Östlicher Kriegsschauplatz:
Heeresgruppe des Generalfeldmarschalls v. Hindenburg:
Südlich und südöstlich von Riga haben unsere tapferen Regimenter die wiederholten, mit verstärkten Kräften geführten russischen Angriffe unter ungewöhnlich hohen Verlusten für den Feind zusammenbrechen lassen.
Heeresgruppe des Generalfeldmarschalls Prinz Leopold von Bayern:
Die Lage an der Front ist unverändert. Auf die Bahnhöfe Horodzieja und Pogorielzy der mit Truppentransporten belegten Strecke Minsk Richtung Baranowitschi wurden von unseren Fliegergeschwadern erfolgreich zahlreiche Bomben abgeworfen.
Heeresgruppe des Generals v. Linsingen: 
Teilweise lebhaftere Feuertätigkeit des Gegners besonders am Stochod, sowie westlich und südwestlich von Luck.
Armee des Generals Grafen v. Bothmer:
Keine besonderen Ereignisse.
Balkankriegsschauplatz:
Nichts Neues.

Oberste Heeresleitung. 1)

 

Fliegerangriff auf den Kriegshafen von Reval

Berlin, 19. Juli.
Am 18. Juli früh griffen deutsche Seeflugzeuge die im Kriegshafen von Reval liegenden feindlichen Kreuzer, Torpedoboote, U-Boote und dortigen militärischen Anlagen mit Bomben an. Zahlreiche einwandfreie Treffer werden auf den feindlichen Streitkräften erzielt, so auf einem U-Boot allein vier. In den Werftanlagen wurden große Brandwirkungen hervorgerufen. Trotz starker Beschießung von Land aus und trotz versuchter Gegenwirkung durch feindliche Flugzeuge kehrten unsere Seeflugzeuge sämtlich unversehrt zu den sie vor dem Finnischen Meerbusen erwartenden Seestreitkräften zurück. Obwohl letztere infolge großer Sichtigkeit sehr frühzeitig vom Lande beobachtet und durch feindliche Flugzeugaufklärung festgestellt waren, zeigten sich keine feindlichen Seestreitkräfte.

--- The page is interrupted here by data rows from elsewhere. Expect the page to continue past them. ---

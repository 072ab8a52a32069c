use std::env;
use std::time::Duration;

#[derive(Debug, Clone)]
pub struct Config {
    pub app: AppConfig,
    pub backend: BackendConfig,
    pub session: SessionConfig,
    pub gateway: GatewayConfig,
    pub swagger: SwaggerConfig,
}

#[derive(Debug, Clone)]
pub struct AppConfig {
    pub host: String,
    pub port: u16,
    pub cors_allowed_origins: Vec<String>,
    pub max_request_body_size: usize,
    pub template_dir: String,
}

/// Remote REST API that owns all business data
#[derive(Debug, Clone)]
pub struct BackendConfig {
    pub api_url: String,
    pub timeout: Duration,
    /// Admin account used for user lookups and sign-up
    pub default_username: Option<String>,
    pub default_password: Option<String>,
    /// Credentials attached to anonymous demo requests
    pub demo_user_key: String,
    pub demo_basic_auth: Option<String>,
}

#[derive(Clone)]
pub struct SessionConfig {
    pub secret: Vec<u8>,
    pub cookie_secure: bool,
    pub max_age: Duration,
}

// Keep the signing secret out of logs
impl std::fmt::Debug for SessionConfig {
    fn fmt(&self, f: &mut std::fmt::Formatter<'_>) -> std::fmt::Result {
        f.debug_struct("SessionConfig")
            .field("secret", &"***")
            .field("cookie_secure", &self.cookie_secure)
            .field("max_age", &self.max_age)
            .finish()
    }
}

/// Tuning for the invoice gateway (request cache, rate limiter, polling)
#[derive(Debug, Clone)]
pub struct GatewayConfig {
    pub cache_ttl: Duration,
    pub rate_limit_per_minute: usize,
    pub rate_limit_window: Duration,
    pub expense_type_cost_center_limit: usize,
    pub expense_type_fetch_delay: Duration,
    pub invoice_poll_initial_delay: Duration,
    pub invoice_poll_interval: Duration,
    pub invoice_poll_max_attempts: u32,
}

#[derive(Debug, Clone)]
pub struct SwaggerConfig {
    pub username: Option<String>,
    pub password: Option<String>,
    pub title: String,
    pub version: String,
    pub description: String,
}

impl Config {
    pub fn from_env() -> Result<Self, String> {
        // Load .env file if exists, ignore if not found (optional for production)
        if let Err(e) = dotenvy::dotenv() {
            if !e.to_string().contains("not found") {
                eprintln!("Warning: Error loading .env file: {}", e);
            }
        }

        Ok(Config {
            app: AppConfig::from_env()?,
            backend: BackendConfig::from_env()?,
            session: SessionConfig::from_env()?,
            gateway: GatewayConfig::from_env()?,
            swagger: SwaggerConfig::from_env()?,
        })
    }
}

fn parse_env<T: std::str::FromStr>(name: &str, default: T) -> Result<T, String> {
    match env::var(name) {
        Ok(raw) => raw
            .trim()
            .parse::<T>()
            .map_err(|_| format!("{} must be a valid number", name)),
        Err(_) => Ok(default),
    }
}

impl AppConfig {
    // Upload limit (10MB) plus room for multipart framing
    const DEFAULT_MAX_REQUEST_BODY_SIZE: usize = 11 * 1024 * 1024;

    pub fn from_env() -> Result<Self, String> {
        let host = env::var("HOST").unwrap_or_else(|_| "127.0.0.1".to_string());
        let port = env::var("PORT")
            .unwrap_or_else(|_| "3000".to_string())
            .parse::<u16>()
            .map_err(|e| format!("Invalid PORT: {}", e))?;

        // Parse CORS allowed origins from comma-separated string
        let cors_allowed_origins = env::var("CORS_ALLOWED_ORIGINS")
            .unwrap_or_else(|_| "*".to_string())
            .split(',')
            .map(|s| s.trim().to_string())
            .filter(|s| !s.is_empty())
            .collect();

        let max_request_body_size =
            parse_env("MAX_REQUEST_BODY_SIZE", Self::DEFAULT_MAX_REQUEST_BODY_SIZE)?;

        let template_dir =
            env::var("TEMPLATE_DIR").unwrap_or_else(|_| "templates/pages".to_string());

        Ok(Self {
            host,
            port,
            cors_allowed_origins,
            max_request_body_size,
            template_dir,
        })
    }

    pub fn server_address(&self) -> String {
        format!("{}:{}", self.host, self.port)
    }
}

impl BackendConfig {
    const DEFAULT_TIMEOUT_SECS: u64 = 30;

    pub fn from_env() -> Result<Self, String> {
        let api_url = env::var("BACKEND_API_URL")
            .map_err(|_| "BACKEND_API_URL environment variable is required".to_string())?
            .trim_end_matches('/')
            .to_string();

        let timeout_secs = parse_env("BACKEND_TIMEOUT_SECS", Self::DEFAULT_TIMEOUT_SECS)?;

        let default_username = env::var("BACKEND_DEFAULT_USERNAME")
            .ok()
            .filter(|s| !s.is_empty());
        let default_password = env::var("BACKEND_DEFAULT_PASSWORD")
            .ok()
            .filter(|s| !s.is_empty());

        let demo_user_key =
            env::var("DEMO_USER_KEY").unwrap_or_else(|_| "demo_user_key_here".to_string());
        let demo_basic_auth = env::var("DEMO_BASIC_AUTH").ok().filter(|s| !s.is_empty());

        Ok(Self {
            api_url,
            timeout: Duration::from_secs(timeout_secs),
            default_username,
            default_password,
            demo_user_key,
            demo_basic_auth,
        })
    }

    /// Returns admin credentials in "username:password" format if configured
    pub fn admin_credentials(&self) -> Option<String> {
        match (&self.default_username, &self.default_password) {
            (Some(user), Some(pass)) => Some(format!("{}:{}", user, pass)),
            _ => None,
        }
    }
}

impl SessionConfig {
    const MIN_SECRET_LEN: usize = 32;
    const DEFAULT_MAX_AGE_SECS: u64 = 7 * 24 * 60 * 60; // 7 days

    pub fn from_env() -> Result<Self, String> {
        let secret = env::var("SESSION_SECRET")
            .map_err(|_| "SESSION_SECRET environment variable is required".to_string())?;
        if secret.len() < Self::MIN_SECRET_LEN {
            return Err(format!(
                "SESSION_SECRET must be at least {} bytes",
                Self::MIN_SECRET_LEN
            ));
        }

        let cookie_secure = env::var("SESSION_COOKIE_SECURE")
            .map(|v| matches!(v.to_lowercase().as_str(), "1" | "true" | "yes"))
            .unwrap_or(false);

        let max_age_secs = parse_env("SESSION_MAX_AGE_SECS", Self::DEFAULT_MAX_AGE_SECS)?;

        Ok(Self {
            secret: secret.into_bytes(),
            cookie_secure,
            max_age: Duration::from_secs(max_age_secs),
        })
    }
}

impl GatewayConfig {
    const DEFAULT_CACHE_TTL_SECS: u64 = 30;
    const DEFAULT_RATE_LIMIT_PER_MINUTE: usize = 8;
    const DEFAULT_RATE_LIMIT_WINDOW_SECS: u64 = 60;
    const DEFAULT_EXPENSE_TYPE_COST_CENTER_LIMIT: usize = 5;
    const DEFAULT_EXPENSE_TYPE_FETCH_DELAY_MS: u64 = 500;
    const DEFAULT_INVOICE_POLL_INITIAL_DELAY_MS: u64 = 3000;
    const DEFAULT_INVOICE_POLL_INTERVAL_MS: u64 = 2000;
    const DEFAULT_INVOICE_POLL_MAX_ATTEMPTS: u32 = 10;

    pub fn from_env() -> Result<Self, String> {
        Ok(Self {
            cache_ttl: Duration::from_secs(parse_env(
                "CACHE_TTL_SECS",
                Self::DEFAULT_CACHE_TTL_SECS,
            )?),
            rate_limit_per_minute: parse_env(
                "RATE_LIMIT_PER_MINUTE",
                Self::DEFAULT_RATE_LIMIT_PER_MINUTE,
            )?,
            rate_limit_window: Duration::from_secs(parse_env(
                "RATE_LIMIT_WINDOW_SECS",
                Self::DEFAULT_RATE_LIMIT_WINDOW_SECS,
            )?),
            expense_type_cost_center_limit: parse_env(
                "EXPENSE_TYPE_COST_CENTER_LIMIT",
                Self::DEFAULT_EXPENSE_TYPE_COST_CENTER_LIMIT,
            )?,
            expense_type_fetch_delay: Duration::from_millis(parse_env(
                "EXPENSE_TYPE_FETCH_DELAY_MS",
                Self::DEFAULT_EXPENSE_TYPE_FETCH_DELAY_MS,
            )?),
            invoice_poll_initial_delay: Duration::from_millis(parse_env(
                "INVOICE_POLL_INITIAL_DELAY_MS",
                Self::DEFAULT_INVOICE_POLL_INITIAL_DELAY_MS,
            )?),
            invoice_poll_interval: Duration::from_millis(parse_env(
                "INVOICE_POLL_INTERVAL_MS",
                Self::DEFAULT_INVOICE_POLL_INTERVAL_MS,
            )?),
            invoice_poll_max_attempts: parse_env(
                "INVOICE_POLL_MAX_ATTEMPTS",
                Self::DEFAULT_INVOICE_POLL_MAX_ATTEMPTS,
            )?,
        })
    }
}

impl Default for GatewayConfig {
    fn default() -> Self {
        Self {
            cache_ttl: Duration::from_secs(Self::DEFAULT_CACHE_TTL_SECS),
            rate_limit_per_minute: Self::DEFAULT_RATE_LIMIT_PER_MINUTE,
            rate_limit_window: Duration::from_secs(Self::DEFAULT_RATE_LIMIT_WINDOW_SECS),
            expense_type_cost_center_limit: Self::DEFAULT_EXPENSE_TYPE_COST_CENTER_LIMIT,
            expense_type_fetch_delay: Duration::from_millis(
                Self::DEFAULT_EXPENSE_TYPE_FETCH_DELAY_MS,
            ),
            invoice_poll_initial_delay: Duration::from_millis(
                Self::DEFAULT_INVOICE_POLL_INITIAL_DELAY_MS,
            ),
            invoice_poll_interval: Duration::from_millis(Self::DEFAULT_INVOICE_POLL_INTERVAL_MS),
            invoice_poll_max_attempts: Self::DEFAULT_INVOICE_POLL_MAX_ATTEMPTS,
        }
    }
}

impl SwaggerConfig {
    pub fn from_env() -> Result<Self, String> {
        // Only use credentials if they are non-empty
        let username = env::var("SWAGGER_USERNAME").ok().filter(|s| !s.is_empty());
        let password = env::var("SWAGGER_PASSWORD").ok().filter(|s| !s.is_empty());
        let title =
            env::var("SWAGGER_TITLE").unwrap_or_else(|_| "Invoice Dashboard API".to_string());
        let version = env::var("SWAGGER_VERSION").unwrap_or_else(|_| "0.1.0".to_string());
        let description = env::var("SWAGGER_DESCRIPTION")
            .unwrap_or_else(|_| "JSON endpoints of the invoice dashboard".to_string());

        Ok(Self {
            username,
            password,
            title,
            version,
            description,
        })
    }

    /// Returns credentials in "username:password" format if auth is enabled
    pub fn credentials(&self) -> Option<String> {
        match (&self.username, &self.password) {
            (Some(user), Some(pass)) => Some(format!("{}:{}", user, pass)),
            _ => None,
        }
    }
}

Der Chef des Admiralstabes der Marine. 1)

 

Die militärische Lage

Die "Frankfurter Zeitung" schreibt:
Durch die im Kampfraum von Riga unternommenen großangelegten Angriffe starker russischer Kräfte hat sich der Druck auf die deutsche Gesamtfront im Westen und Osten abermals verstärkt. Das Bestreben der Entente, einheitlich anzugreifen und durch die notwendige Teilung der Hauptkräfte der Verteidiger eine siegreiche Entscheidung für die Entente zu erleichtern, ist seit einer Weile zur Verwirklichung gelangt; zwar vermochten unsere Gegner nicht gleichzeitig auf allen Fronten überraschend vorzubrechen - wir kamen ihnen störend zuvor - aber es gelang ihnen doch, gleichzeitige Angriffsschlachten an den Hauptfronten in Gang zu bringen. Aber was ist der Erfolg? Wir können nur von einem vorläufigen Ergebnis sprechen, jedoch von einem Ergebnis, das für die Endentscheidung maßgeblich sein wird. Es ist dies: trotz der Ungunst der Lage, trotz unerhörter konzentrischer Angriffe halten unsere Hauptlinien überall stand Im Südosten waren zwar beträchtliche Frontveränderungen nötig und im Westen gelang es dem Feind, einiges Gelände zu gewinnen, aber das Entscheidende ist: die einheitliche felsenfeste Position der Zentralmächte hat sich nicht nur trotz der Riesenkraft, die sich dagegen anstemmt, unverändert erhalten, sondern wir haben einen mächtigen Überschuß an Truppenmacht: der Angriff vor Verdun dauert erfolgreich fort.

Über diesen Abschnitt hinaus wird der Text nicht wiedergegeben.